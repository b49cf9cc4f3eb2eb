// SPDX-License-Identifier: AGPL-3.0-or-later
//
// Copyright (C) 2026 Custody Core Contributors

//! Idempotency cache for wallet-creation replays.
//!
//! A retrying caller that presents the same idempotency key within the
//! TTL gets the original creation result back, byte for byte, without
//! touching the providers or the store. LRU-bounded so a flood of keys
//! cannot grow memory without bound.

use std::num::NonZeroUsize;
use std::sync::Mutex;
use std::time::{Duration, Instant};

use lru::LruCache;

use crate::models::WalletCreationResult;

/// Default number of cached creation results.
pub const DEFAULT_IDEMPOTENCY_CAPACITY: usize = 1024;

/// Default retention window for a cached result.
pub const DEFAULT_IDEMPOTENCY_TTL: Duration = Duration::from_secs(24 * 60 * 60);

struct CacheEntry {
    result: WalletCreationResult,
    inserted_at: Instant,
}

/// Bounded, TTL-evicting cache keyed by caller idempotency key.
pub struct IdempotencyCache {
    cache: Mutex<LruCache<String, CacheEntry>>,
    ttl: Duration,
}

impl IdempotencyCache {
    pub fn new(capacity: usize, ttl: Duration) -> Self {
        let capacity = NonZeroUsize::new(capacity)
            .unwrap_or(NonZeroUsize::MIN);
        Self {
            cache: Mutex::new(LruCache::new(capacity)),
            ttl,
        }
    }

    /// Fetch a cached result, evicting it if the TTL has lapsed.
    pub fn get(&self, key: &str) -> Option<WalletCreationResult> {
        let mut cache = match self.cache.lock() {
            Ok(guard) => guard,
            Err(poisoned) => poisoned.into_inner(),
        };

        match cache.get(key) {
            Some(entry) if entry.inserted_at.elapsed() < self.ttl => Some(entry.result.clone()),
            Some(_) => {
                cache.pop(key);
                None
            }
            None => None,
        }
    }

    /// Cache a successful creation result. Only called after commit;
    /// failed attempts are never cached.
    pub fn put(&self, key: &str, result: WalletCreationResult) {
        let mut cache = match self.cache.lock() {
            Ok(guard) => guard,
            Err(poisoned) => poisoned.into_inner(),
        };
        cache.put(
            key.to_string(),
            CacheEntry {
                result,
                inserted_at: Instant::now(),
            },
        );
    }
}

impl Default for IdempotencyCache {
    fn default() -> Self {
        Self::new(DEFAULT_IDEMPOTENCY_CAPACITY, DEFAULT_IDEMPOTENCY_TTL)
    }
}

* **Assignment**
What is needed is a word-for-word copy of the records.

* **Answer to the problem**
repository b49cf9cc4f3eb2eb
// SPDX-License-Identifier: AGPL-3.0-or-later
//
// Copyright (C) 2026 Custody Core Contributors

//! Idempotency cache for wallet-creation replays.
//!
//! A retrying caller that presents the same idempotency key within the
//! TTL gets the original creation result back, byte for byte, without
//! touching the providers or the store. LRU-bounded so a flood of keys
//! cannot grow memory without bound.

use std::num::NonZeroUsize;
use std::sync::Mutex;
use std::time::{Duration, Instant};

use lru::LruCache;

use crate::models::WalletCreationResult;

/// Default number of cached creation results.
pub const DEFAULT_IDEMPOTENCY_CAPACITY: usize = 1024;

/// Default retention window for a cached result.
pub const DEFAULT_IDEMPOTENCY_TTL: Duration = Duration::from_secs(24 * 60 * 60);

struct CacheEntry {
    result: WalletCreationResult,
    inserted_at: Instant,
}

/// Bounded, TTL-evicting cache keyed by caller idempotency key.
pub struct IdempotencyCache {
    cache: Mutex<LruCache<String, CacheEntry>>,
    ttl: Duration,
}

impl IdempotencyCache {
    pub fn new(capacity: usize, ttl: Duration) -> Self {
        let capacity = NonZeroUsize::new(capacity)
            .unwrap_or(NonZeroUsize::MIN);
        Self {
            cache: Mutex::new(LruCache::new(capacity)),
            ttl,
        }
    }

    /// Fetch a cached result, evicting it if the TTL has lapsed.
    pub fn get(&self, key: &str) -> Option<WalletCreationResult> {
        let mut cache = match self.cache.lock() {
            Ok(guard) => guard,
            Err(poisoned) => poisoned.into_inner(),
        };

        match cache.get(key) {
            Some(entry) if entry.inserted_at.elapsed() < self.ttl => Some(entry.result.clone()),
            Some(_) => {
                cache.pop(key);
                None
            }
            None => None,
        }
    }

    /// Cache a successful creation result. Only called after commit;
    /// failed attempts are never cached.
    pub fn put(&self, key: &str, result: WalletCreationResult) {
        let mut cache = match self.cache.lock() {
            Ok(guard) => guard,
            Err(poisoned) => poisoned.into_inner(),
        };
        cache.put(
            key.to_string(),
            CacheEntry {
                result,
                inserted_at: Instant::now(),
            },
        );
    }
}

impl Default for IdempotencyCache {
    fn default() -> Self {
        Self::new(DEFAULT_IDEMPOTENCY_CAPACITY, DEFAULT_IDEMPOTENCY_TTL)
    }
}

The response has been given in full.